Higher modes of vibration increase mass sensitivity:
Operating the microcantilevers at higher modes increases mass sensitivity by at least
two orders of magnitude. This is demonstrated by uniformly deposited gold layers on
the cantilevers (see Chapter 3). A sensitivity increase of 940 ag/Hz/μm2 at mode 1
to 8.6 ag/Hz/μm2 at mode 7 under ambient conditions has been proved. The limitation
of mass load with cantilever thickness is dealt in detail.
Resonating microcantilevers in liquid:
In Chapter 4, a frequency spectrum with clear well resolved resonance peaks for 16
flexural modes of vibration in liquid is presented. The increase in quality factor with
mode number is shown. The predicted frequency values from theoretical models and
the estimated added apparent mass due to liquid on the resonating cantilever at various
modes are compared. The independent effect of density and viscosity at various modes
of vibration is discussed in Chapter 5. A distinguishable difference between peak
frequency and eigen frequency is revealed in the plots.
Mass measurement of latex beads in liquid:
A test system based on binding of biotin labeled latex beads to the streptavidin functionalized
cantilever for measurement of mass sensitivity is described in Chapter 6. The
increase in mass sensitivity at higher modes even in liquids is clearly demonstrated. A
total of 7 ng was detected with a resolution of 1 ng.

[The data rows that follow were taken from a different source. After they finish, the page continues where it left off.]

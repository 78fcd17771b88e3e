//! Axum middleware for request tracking and timeouts.
//!
//! - **Correlation ID tracking**: read or generate `X-Correlation-ID`, open an
//!   `http_request` span carrying it, echo it on the response
//! - **Middleware errors**: [`handle_middleware_error`] renders tower timeout
//!   errors as [`AppError`]
//!
//! # Example
//!
//! ```ignore
//! use axum::{Router, error_handling::HandleErrorLayer};
//! use event_hub_web::middleware::{correlation_id_layer, handle_middleware_error};
//! use tower::ServiceBuilder;
//!
//! let app = Router::new()
//!     .route("/v1/events", get(list_events))
//!     .layer(
//!         ServiceBuilder::new()
//!             .layer(HandleErrorLayer::new(handle_middleware_error))
//!             .timeout(Duration::from_secs(60)),
//!     )
//!     .layer(correlation_id_layer());
//! ```

use crate::error::AppError;
use axum::{
    BoxError,
    extract::Request,
    http::HeaderValue,
    response::Response,
};
use std::task::{Context, Poll};
use tower::{Layer, Service};
use tracing::Instrument;
use uuid::Uuid;

/// Header name for correlation ID.
pub const CORRELATION_ID_HEADER: &str = "X-Correlation-ID";

/// Layer that adds correlation ID tracking to all requests.
#[must_use]
pub fn correlation_id_layer() -> CorrelationIdLayer {
    CorrelationIdLayer
}

/// Layer for correlation ID tracking.
#[derive(Clone, Debug)]
pub struct CorrelationIdLayer;

impl<S> Layer<S> for CorrelationIdLayer {
    type Service = CorrelationIdMiddleware<S>;

    fn layer(&self, inner: S) -> Self::Service {
        CorrelationIdMiddleware { inner }
    }
}

/// Middleware service for correlation ID tracking.
#[derive(Clone, Debug)]
pub struct CorrelationIdMiddleware<S> {
    inner: S,
}

impl<S> Service<Request> for CorrelationIdMiddleware<S>
where
    S: Service<Request, Response = Response> + Send + 'static,
    S::Future: Send + 'static,
{
    type Response = S::Response;
    type Error = S::Error;
    type Future = std::pin::Pin<
        Box<dyn std::future::Future<Output = Result<Self::Response, Self::Error>> + Send>,
    >;

    fn poll_ready(&mut self, cx: &mut Context<'_>) -> Poll<Result<(), Self::Error>> {
        self.inner.poll_ready(cx)
    }

    fn call(&mut self, mut req: Request) -> Self::Future {
        // Extract correlation ID from header or generate new
        let correlation_id = req
            .headers()
            .get(CORRELATION_ID_HEADER)
            .and_then(|v| v.to_str().ok())
            .and_then(|s| Uuid::parse_str(s).ok())
            .unwrap_or_else(Uuid::new_v4);

        // Store in request extensions for handler access
        req.extensions_mut().insert(correlation_id);

        // Create tracing span with correlation context
        let span = tracing::info_span!(
            "http_request",
            correlation_id = %correlation_id,
            method = %req.method(),
            uri = %req.uri(),
        );

        let fut = self.inner.call(req);

        Box::pin(async move {
            // Execute request within span
            let mut response = fut.instrument(span).await?;

            // Inject correlation ID into response header
            if let Ok(header_value) = HeaderValue::from_str(&correlation_id.to_string()) {
                response
                    .headers_mut()
                    .insert(CORRELATION_ID_HEADER, header_value);
            }

            Ok(response)
        })
    }
}

/// Access to the correlation ID stored by [`correlation_id_layer`].
pub trait CorrelationIdExt {
    /// The correlation ID, or `None` if the layer is not installed.
    fn correlation_id(&self) -> Option<Uuid>;
}

impl<B> CorrelationIdExt for axum::http::Request<B> {
    fn correlation_id(&self) -> Option<Uuid> {
        self.extensions().get::<Uuid>().copied()
    }
}

/// Render errors raised by tower middleware.
///
/// Timeouts become 408; anything else is an opaque 500.
#[allow(clippy::unused_async)] // HandleErrorLayer wants an async fn
pub async fn handle_middleware_error(err: BoxError) -> AppError {
    if err.is::<tower::timeout::error::Elapsed>() {
        metrics::counter!("http.requests.timed_out").increment(1);
        AppError::timeout("Request timed out")
    } else {
        AppError::internal("Unhandled middleware error").with_source(anyhow::anyhow!(err))
    }
}

#[cfg(test)]
#[allow(clippy::expect_used)]
mod tests {
    use super::*;
    use axum::http::StatusCode;
    use axum::routing::get;
    use axum::{Router, body::Body, error_handling::HandleErrorLayer};
    use std::time::Duration;
    use tower::{ServiceBuilder, ServiceExt};

    fn request(header: Option<&str>) -> axum::http::Request<Body> {
        let mut builder = axum::http::Request::builder().uri("/ping");
        if let Some(value) = header {
            builder = builder.header(CORRELATION_ID_HEADER, value);
        }
        builder.body(Body::empty()).expect("request")
    }

    fn echoed(response: &Response) -> String {
        response
            .headers()
            .get(CORRELATION_ID_HEADER)
            .expect("correlation header")
            .to_str()
            .expect("ascii")
            .to_string()
    }

    fn app() -> Router {
        Router::new()
            .route(
                "/ping",
                get(|req: axum::http::Request<Body>| async move {
                    req.correlation_id().map(|id| id.to_string()).unwrap_or_default()
                }),
            )
            .layer(correlation_id_layer())
    }

    #[tokio::test]
    async fn generates_id_when_missing() {
        let response = app().oneshot(request(None)).await.expect("response");
        assert!(Uuid::parse_str(&echoed(&response)).is_ok());
    }

    #[tokio::test]
    async fn echoes_caller_id() {
        let id = Uuid::new_v4().to_string();
        let response = app().oneshot(request(Some(&id))).await.expect("response");
        assert_eq!(echoed(&response), id);
    }

    #[tokio::test]
    async fn replaces_unparseable_id() {
        let response = app()
            .oneshot(request(Some("not-a-uuid")))
            .await
            .expect("response");
        let id = echoed(&response);
        assert_ne!(id, "not-a-uuid");
        assert!(Uuid::parse_str(&id).is_ok());
    }

    #[tokio::test]
    async fn handler_sees_the_echoed_id() {
        let response = app().oneshot(request(None)).await.expect("response");
        let id = echoed(&response);
        let body = axum::body::to_bytes(response.into_body(), 1024)
            .await
            .expect("body");
        assert_eq!(body, id.as_bytes());
    }

    #[tokio::test]
    async fn elapsed_becomes_request_timeout() {
        let err: BoxError = Box::new(tower::timeout::error::Elapsed::new());
        assert_eq!(handle_middleware_error(err).await.status(), StatusCode::REQUEST_TIMEOUT);
    }

    #[tokio::test]
    async fn slow_handler_answers_408() {
        let app = Router::new()
            .route(
                "/slow",
                get(|| async {
                    tokio::time::sleep(Duration::from_secs(5)).await;
                    "late"
                }),
            )
            .layer(
                ServiceBuilder::new()
                    .layer(HandleErrorLayer::new(handle_middleware_error))
                    .timeout(Duration::from_millis(20)),
            );

        let request = axum::http::Request::builder()
            .uri("/slow")
            .body(Body::empty())
            .expect("request");
        let response = app.oneshot(request).await.expect("response");
        assert_eq!(response.status(), StatusCode::REQUEST_TIMEOUT);
    }

    #[tokio::test]
    async fn other_errors_are_internal() {
        let err: BoxError = "boom".into();
        assert_eq!(
            handle_middleware_error(err).await.status(),
            StatusCode::INTERNAL_SERVER_ERROR
        );
    }
}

Quantitative biological measurements:
In Chapter 7 quantitative measurement on real time biological system is presented. A
new functionalization technique based on inkjet spotting was used to immobilize 2D
crystals of reconstituted FhuA transmembrane proteins. FhuA functionalized cantilevers
were found sensitive to detect the binding of ligands T5 phage virus particles (10−17g)
and ferrichrome molecules (700 Da).
Detecting multistep and multivariant biological system:
An experiment demonstrating the capability of the system to perform simultaneous mass
sensing and stress sensing is described in Chapter 8. The mass measurement plots
reveal that only monolayer formation of lipid vesicles occurs. A multistep experiment
with initial vesicle adsorption and subsequent binding of bee venom protein (melittin)
demonstrates measurements in different mass ranges. Simultaneously, tensile stress on
the cantilever due to vesicle adsorption and the subsequent compressive stress owing to
the pore formation of melittin in the immobilized vesicles are observed in the deflection
plot. Finally Chapter 9 concludes summarizing all the results obtained.